St. Fuellien
Grand Cru

Additional notes 07/15/22

33 cl bottle.

It’s a beautiful beer to behold. A massive white head that forms fantastically and perfectly, leaving behind rich lace that sits splendidly atop a classically golden body. Nose offers clean bread notes and a little yeasty sweetness.

The beer starts with banana esters and a light hop touch, but soon enough the ending becomes much more bitter. There’s pineapple, and the hop element builds a little with time. The dry hopping definitely has a distinct presence here.

There’s also a big, honey-like sweetness to this beer, and when one considers the beer as a whole, it’s rather complicated. Bitter-dry hopping appears; sweeter, soft fruit esters are present; honey heavy notes are around and about too. And although the beer drinks under its 9.5%, there is even an alcohol burn in the far back end.

If anything, in the end, this is a bit too complex (if that makes sense). There’s so much going on I kinda wish the beer was either a straight up Tripel, or perhaps a more distinct, ‘ordinary’, Belgian Strong Pale. It ends up in between these two styles, and with too much bitterness, and as such I might even say it’s a touch muddled. I like it, but in the end the beer is quite hard work. It requires thought and attention. Sometimes that’s OK, sometimes not so much.


Original notes 01/29/22

33 cl bottle.

The pour is a slightly hazed, golden body with a high, wispy head. This is not a simple beer, and I don’t mean that in the normal way of recognizing this as a complex one. Rather, I mean that it’s complicated! Confused? Me too!

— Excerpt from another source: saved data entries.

#![allow(dead_code)]

use std::collections::HashMap;
use std::fs::{create_dir, File};
use std::io;
use std::io::{Read, Write};
use std::net::{TcpListener, TcpStream};
use std::path::Path;
use std::process::{Child, Command, Stdio};
use std::thread::sleep;
use std::time::Duration;
use tempfile::{tempdir, TempDir};

#[macro_export]
macro_rules! map {
    ($($k:expr => $v:expr),* $(,)?) => {
        std::iter::Iterator::collect(std::array::IntoIter::new([$(($k, $v),)*]))
    };
}

fn get_unused_port() -> Option<u16> {
    TcpListener::bind(("localhost", 0))
        .ok()
        .map(|listener| listener.local_addr().unwrap().port())
}

fn wait_for_port(port: u16) -> bool {
    for _ in 0..1000 {
        if let Ok(_) = TcpStream::connect(("localhost", port)) {
            return true;
        }
        sleep(Duration::from_millis(1));
    }
    false
}

struct ScopedChild(Child);

impl Drop for ScopedChild {
    fn drop(&mut self) {
        self.0.kill().ok();
        self.0.wait().ok();
    }
}

impl From<Child> for ScopedChild {
    fn from(child: Child) -> Self {
        ScopedChild(child)
    }
}

/// A running server binary with its own document root.
pub struct Server {
    _child: ScopedChild,
    port: u16,
    root: TempDir,
}

impl Server {
    pub fn with_args(args: &[&str]) -> Self {
        let root = tempdir().expect("failed to create tempdir");
        Self::with_root(root, args)
    }

    /// Start the server on `root`. Files created in it before this call exist from the first
    /// request on.
    pub fn with_root(root: TempDir, args: &[&str]) -> Self {
        // Get an unused port. Assumes the port won't be reused before the server binds it.
        let port = get_unused_port().expect("failed to get unused port");

        let child = Command::new(env!("CARGO_BIN_EXE_stackhttpd"))
            .args(&[
                root.path().to_str().expect("path is not valid UTF-8"),
                "--port",
                &format!("{}", port),
                "--addr",
                "127.0.0.1",
            ])
            .args(args)
            .stdout(Stdio::null())
            .stderr(Stdio::null())
            .spawn()
            .expect("failed to spawn server")
            .into();

        // Wait until the socket is open.
        assert!(wait_for_port(port), "failed to connect to server");

        Self {
            _child: child,
            port,
            root,
        }
    }
    pub fn root(&self) -> &Path {
        self.root.path()
    }
    pub fn create_dir(&self, name: &str) {
        let mut path = self.root().to_path_buf();
        path.push(name);
        create_dir(path).expect("failed to create directory");
    }
    pub fn create_file(&self, name: &str) -> File {
        let mut path = self.root().to_path_buf();
        path.push(name);
        File::create(path).expect("failed to create file")
    }
    /// Connect if the server is still listening.
    pub fn try_stream(&self) -> Option<TcpStream> {
        TcpStream::connect(("localhost", self.port)).ok()
    }
    pub fn stream(&self) -> TcpStream {
        let stream =
            TcpStream::connect(("localhost", self.port)).expect("failed to connect to server");
        // Set timeouts to prevent tests from hanging
        stream
            .set_read_timeout(Some(Duration::from_secs(3)))
            .unwrap();
        stream
            .set_write_timeout(Some(Duration::from_secs(3)))
            .unwrap();
        stream
    }
    /// Send one request and read its response. The connection is closed afterwards.
    pub fn request(
        &self,
        method: &str,
        path: &str,
        headers: HashMap<&str, &str>,
        body: &[u8],
    ) -> Response {
        let mut stream = self.stream();
        write!(stream, "{} {} HTTP/1.1\r\n", method, path).unwrap();
        write!(stream, "Connection: close\r\n").unwrap();
        for (header_name, header_value) in headers {
            write!(stream, "{}: {}\r\n", header_name, header_value).unwrap();
        }
        write!(stream, "\r\n").unwrap();
        stream.write_all(body).unwrap();
        Response::from_reader(&mut stream).expect("failed to read response")
    }
    pub fn get(&self, path: &str, headers: HashMap<&str, &str>) -> Response {
        self.request("GET", path, headers, b"")
    }
}

/// HTTP response read off the wire.
pub struct Response {
    response_line: String,
    headers: HashMap<String, String>,
    pub body: Option<Vec<u8>>,
}

impl Response {
    pub fn from_reader<R: Read>(reader: &mut R) -> io::Result<Self> {
        let response_line = Self::read_header(reader)?;
        let headers = Self::read_headers(reader)?;
        let body = headers
            .get("Content-Length")
            .map(|length| length.parse::<usize>().expect("invalid content length"))
            .map(|length| Self::read_body(reader, length))
            .transpose()?;
        Ok(Self {
            response_line,
            headers,
            body,
        })
    }
    fn read_headers<R: Read>(reader: &mut R) -> io::Result<HashMap<String, String>> {
        let mut headers = HashMap::new();
        loop {
            let header_line = Self::read_header(reader)?;
            if header_line.is_empty() {
                break;
            }
            let mut header = header_line.splitn(2, ": ");
            let key = header.next().expect("invalid header").to_string();
            let value = header.next().expect("invalid header").to_string();
            headers.insert(key, value);
        }
        Ok(headers)
    }
    fn read_header<R: Read>(reader: &mut R) -> io::Result<String> {
        read_until_slice(reader, b"\r\n")
            .map(|vec| String::from_utf8(vec).expect("response header is not valid UTF-8"))
    }
    fn read_body<R: Read>(reader: &mut R, content_length: usize) -> io::Result<Vec<u8>> {
        let mut body = Vec::new();
        body.resize(content_length, 0);
        reader.read_exact(&mut body)?;
        Ok(body)
    }
    pub fn protocol(&self) -> &str {
        self.response_line
            .splitn(2, " ")
            .next()
            .expect("invalid response line")
    }
    pub fn status(&self) -> &str {
        self.response_line
            .splitn(2, " ")
            .nth(1)
            .expect("invalid response line")
    }
    pub fn header(&self, name: &str) -> Option<&str> {
        self.headers.get(name).map(|name| name.as_str())
    }
    pub fn text(&self) -> Option<&str> {
        self.body
            .as_ref()
            .map(|body| std::str::from_utf8(body).expect("body is not valid UTF-8"))
    }
}

fn read_until_slice<R: Read>(reader: &mut R, separator: &[u8]) -> io::Result<Vec<u8>> {
    let mut byte = [0; 1];
    let mut buf = Vec::new();
    loop {
        reader.read_exact(&mut byte)?;
        buf.push(byte[0]);
        if buf.as_slice().ends_with(separator) {
            buf.truncate(buf.len() - separator.len());
            return Ok(buf);
        }
    }
}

The tastes are surprisingly bitter and hoppy* (at least if you’re going to put this beer in the BSPA category which is where it belongs). In fact, the hoppy nature of the beer builds rather a lot, and it finishes in some much more serious hoppy territory than one would ever think it could possibly do. By the time all is said and done, this is more reminiscent of an early Belgian IPA clone rather than say, a Tripel influenced BSPA that one might expect. It’s true that the hoppy note does sit against the backdrop of a sweet backbone, but still, that metallic, drying finish lingers.

*To be fair, this is, as the label tells us, “dry hopping”, but that’s never going to be front of mind with this beer.

As the beer drinks down we get more honey sweetness and a little ester and yeast, but not a great deal. Alcohol is present and warming, so all of the elements end up being present that make me feel better about some of the stylistic attributes, but as I say, in the end this is a bit of a hybrid in the glass. Is the alcohol there? Yep, but it feels below the 9.5% advertised, and to be honest, quite a way bit lower. More paradoxes!

Some nice, sticky lace, and the beer remains very drinkable despite some of the surprises.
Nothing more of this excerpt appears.